Data:
■ ■ ■ ■ ■ ■ ■

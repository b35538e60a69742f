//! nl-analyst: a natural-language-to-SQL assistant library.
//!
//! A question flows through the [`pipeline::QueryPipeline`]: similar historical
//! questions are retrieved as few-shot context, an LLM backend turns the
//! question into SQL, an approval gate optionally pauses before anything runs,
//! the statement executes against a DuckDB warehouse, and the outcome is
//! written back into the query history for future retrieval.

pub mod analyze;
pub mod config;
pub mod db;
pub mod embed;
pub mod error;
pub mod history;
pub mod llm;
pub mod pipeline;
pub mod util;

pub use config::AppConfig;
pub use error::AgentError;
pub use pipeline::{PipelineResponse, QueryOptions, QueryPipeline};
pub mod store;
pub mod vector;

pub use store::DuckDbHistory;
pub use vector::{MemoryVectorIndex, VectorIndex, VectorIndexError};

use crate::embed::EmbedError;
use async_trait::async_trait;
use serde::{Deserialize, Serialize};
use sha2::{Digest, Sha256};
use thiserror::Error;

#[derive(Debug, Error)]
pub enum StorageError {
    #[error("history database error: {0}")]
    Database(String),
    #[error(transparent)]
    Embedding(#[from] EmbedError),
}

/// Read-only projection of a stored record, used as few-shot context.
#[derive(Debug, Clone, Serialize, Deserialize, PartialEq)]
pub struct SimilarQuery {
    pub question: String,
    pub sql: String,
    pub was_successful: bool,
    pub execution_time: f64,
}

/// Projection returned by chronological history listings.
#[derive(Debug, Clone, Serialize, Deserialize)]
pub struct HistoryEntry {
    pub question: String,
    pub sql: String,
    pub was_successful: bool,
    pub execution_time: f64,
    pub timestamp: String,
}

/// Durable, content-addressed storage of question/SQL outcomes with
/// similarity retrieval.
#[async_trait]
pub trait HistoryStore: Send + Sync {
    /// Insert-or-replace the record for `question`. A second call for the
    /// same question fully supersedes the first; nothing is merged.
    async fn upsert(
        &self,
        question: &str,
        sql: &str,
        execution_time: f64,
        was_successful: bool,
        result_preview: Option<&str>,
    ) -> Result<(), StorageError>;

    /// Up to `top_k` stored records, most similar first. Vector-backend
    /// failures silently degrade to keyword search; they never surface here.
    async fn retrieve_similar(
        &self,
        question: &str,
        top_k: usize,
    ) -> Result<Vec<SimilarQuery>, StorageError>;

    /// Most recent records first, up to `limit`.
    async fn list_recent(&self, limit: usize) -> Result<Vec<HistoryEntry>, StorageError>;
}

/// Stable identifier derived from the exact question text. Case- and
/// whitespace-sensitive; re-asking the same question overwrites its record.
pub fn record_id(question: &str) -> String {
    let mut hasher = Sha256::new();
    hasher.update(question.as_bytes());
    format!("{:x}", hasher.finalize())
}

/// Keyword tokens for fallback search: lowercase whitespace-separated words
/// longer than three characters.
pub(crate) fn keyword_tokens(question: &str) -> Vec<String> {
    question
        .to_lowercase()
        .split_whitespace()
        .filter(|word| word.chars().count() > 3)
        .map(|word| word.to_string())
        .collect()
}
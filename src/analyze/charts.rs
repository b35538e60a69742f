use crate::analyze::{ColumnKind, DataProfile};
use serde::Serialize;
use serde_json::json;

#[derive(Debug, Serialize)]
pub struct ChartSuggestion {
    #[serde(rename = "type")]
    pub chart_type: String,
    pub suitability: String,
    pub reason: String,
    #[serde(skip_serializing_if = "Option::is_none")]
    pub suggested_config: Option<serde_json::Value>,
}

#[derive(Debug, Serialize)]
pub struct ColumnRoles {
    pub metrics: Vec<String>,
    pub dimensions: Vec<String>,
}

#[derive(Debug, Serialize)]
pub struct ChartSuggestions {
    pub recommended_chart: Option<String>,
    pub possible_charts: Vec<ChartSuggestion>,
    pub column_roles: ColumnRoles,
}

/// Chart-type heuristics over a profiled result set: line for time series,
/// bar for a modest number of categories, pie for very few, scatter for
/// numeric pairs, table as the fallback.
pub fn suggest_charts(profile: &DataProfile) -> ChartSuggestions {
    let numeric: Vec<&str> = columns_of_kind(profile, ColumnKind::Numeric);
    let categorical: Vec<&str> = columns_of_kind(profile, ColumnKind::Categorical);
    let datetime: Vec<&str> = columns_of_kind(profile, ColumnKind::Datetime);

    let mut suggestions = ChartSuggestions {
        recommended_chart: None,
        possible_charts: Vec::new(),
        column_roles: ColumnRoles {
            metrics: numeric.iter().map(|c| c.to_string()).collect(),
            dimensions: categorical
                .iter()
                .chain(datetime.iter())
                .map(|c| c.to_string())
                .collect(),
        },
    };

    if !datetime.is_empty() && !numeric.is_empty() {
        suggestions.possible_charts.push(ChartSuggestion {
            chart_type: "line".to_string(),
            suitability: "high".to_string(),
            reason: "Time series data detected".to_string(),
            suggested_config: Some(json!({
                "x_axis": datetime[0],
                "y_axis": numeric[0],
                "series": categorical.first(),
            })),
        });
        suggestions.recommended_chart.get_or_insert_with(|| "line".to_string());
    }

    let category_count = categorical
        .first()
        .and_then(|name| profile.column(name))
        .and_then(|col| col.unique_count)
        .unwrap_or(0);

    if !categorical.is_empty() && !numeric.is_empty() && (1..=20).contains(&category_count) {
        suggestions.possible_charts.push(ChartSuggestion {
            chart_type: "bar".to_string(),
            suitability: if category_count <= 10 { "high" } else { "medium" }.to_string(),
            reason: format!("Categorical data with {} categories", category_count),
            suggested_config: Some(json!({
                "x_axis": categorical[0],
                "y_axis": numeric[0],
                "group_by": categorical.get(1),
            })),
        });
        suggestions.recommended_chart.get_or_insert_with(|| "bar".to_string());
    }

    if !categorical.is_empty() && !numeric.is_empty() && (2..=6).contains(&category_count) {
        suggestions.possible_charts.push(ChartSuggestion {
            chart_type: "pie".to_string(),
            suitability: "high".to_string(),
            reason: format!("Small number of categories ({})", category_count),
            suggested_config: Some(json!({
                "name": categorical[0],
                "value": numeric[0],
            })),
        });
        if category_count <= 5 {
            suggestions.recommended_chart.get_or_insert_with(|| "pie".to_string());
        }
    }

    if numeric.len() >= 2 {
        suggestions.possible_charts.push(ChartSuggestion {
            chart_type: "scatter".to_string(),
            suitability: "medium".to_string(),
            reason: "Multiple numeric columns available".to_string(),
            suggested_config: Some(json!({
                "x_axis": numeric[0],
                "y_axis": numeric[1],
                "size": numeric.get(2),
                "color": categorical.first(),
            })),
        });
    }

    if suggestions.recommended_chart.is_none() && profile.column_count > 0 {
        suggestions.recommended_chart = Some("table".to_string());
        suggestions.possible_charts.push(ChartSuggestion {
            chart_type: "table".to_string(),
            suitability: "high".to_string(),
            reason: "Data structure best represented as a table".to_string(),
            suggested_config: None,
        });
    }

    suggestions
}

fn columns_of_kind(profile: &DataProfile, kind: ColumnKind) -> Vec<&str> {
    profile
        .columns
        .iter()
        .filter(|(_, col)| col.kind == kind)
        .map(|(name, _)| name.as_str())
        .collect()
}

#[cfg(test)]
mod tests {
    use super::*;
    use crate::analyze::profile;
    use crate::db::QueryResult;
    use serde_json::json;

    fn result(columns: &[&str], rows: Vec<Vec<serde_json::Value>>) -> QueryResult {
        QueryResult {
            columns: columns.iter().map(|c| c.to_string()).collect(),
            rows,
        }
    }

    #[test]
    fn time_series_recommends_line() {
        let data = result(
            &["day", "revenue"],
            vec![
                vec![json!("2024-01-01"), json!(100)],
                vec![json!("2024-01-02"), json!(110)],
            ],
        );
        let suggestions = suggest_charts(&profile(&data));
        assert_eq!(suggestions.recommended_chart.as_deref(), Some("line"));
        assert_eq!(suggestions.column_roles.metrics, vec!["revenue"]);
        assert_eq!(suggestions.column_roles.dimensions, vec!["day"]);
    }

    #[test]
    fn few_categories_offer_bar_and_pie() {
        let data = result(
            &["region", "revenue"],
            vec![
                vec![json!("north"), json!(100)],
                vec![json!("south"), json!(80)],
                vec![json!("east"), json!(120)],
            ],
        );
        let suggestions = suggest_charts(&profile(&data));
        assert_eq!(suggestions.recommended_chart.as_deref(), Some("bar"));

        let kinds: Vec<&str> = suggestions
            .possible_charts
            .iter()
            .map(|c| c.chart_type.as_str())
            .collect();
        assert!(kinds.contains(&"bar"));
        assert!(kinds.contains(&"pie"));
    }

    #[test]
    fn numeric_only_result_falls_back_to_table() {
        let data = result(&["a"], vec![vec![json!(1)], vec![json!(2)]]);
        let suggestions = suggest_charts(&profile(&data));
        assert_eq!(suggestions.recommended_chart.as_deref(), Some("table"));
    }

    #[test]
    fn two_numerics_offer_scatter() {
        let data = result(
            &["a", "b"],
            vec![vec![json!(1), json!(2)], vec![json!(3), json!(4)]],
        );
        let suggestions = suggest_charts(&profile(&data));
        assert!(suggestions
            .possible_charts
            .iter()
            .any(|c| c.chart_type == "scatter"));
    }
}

■ ■ ■ ■ ■ ■ ■

What to produce: Could you set down, exactly as written, the lines above between the one holding "similar first. Vector-backend" and the one holding "Most recent records", inclusive, and nothing more?

Answer section:
    /// Up to `top_k` stored records, most similar first. Vector-backend
    /// failures silently degrade to keyword search; they never surface here.
    async fn retrieve_similar(
        &self,
        question: &str,
        top_k: usize,
    ) -> Result<Vec<SimilarQuery>, StorageError>;

    /// Most recent records first, up to `limit`.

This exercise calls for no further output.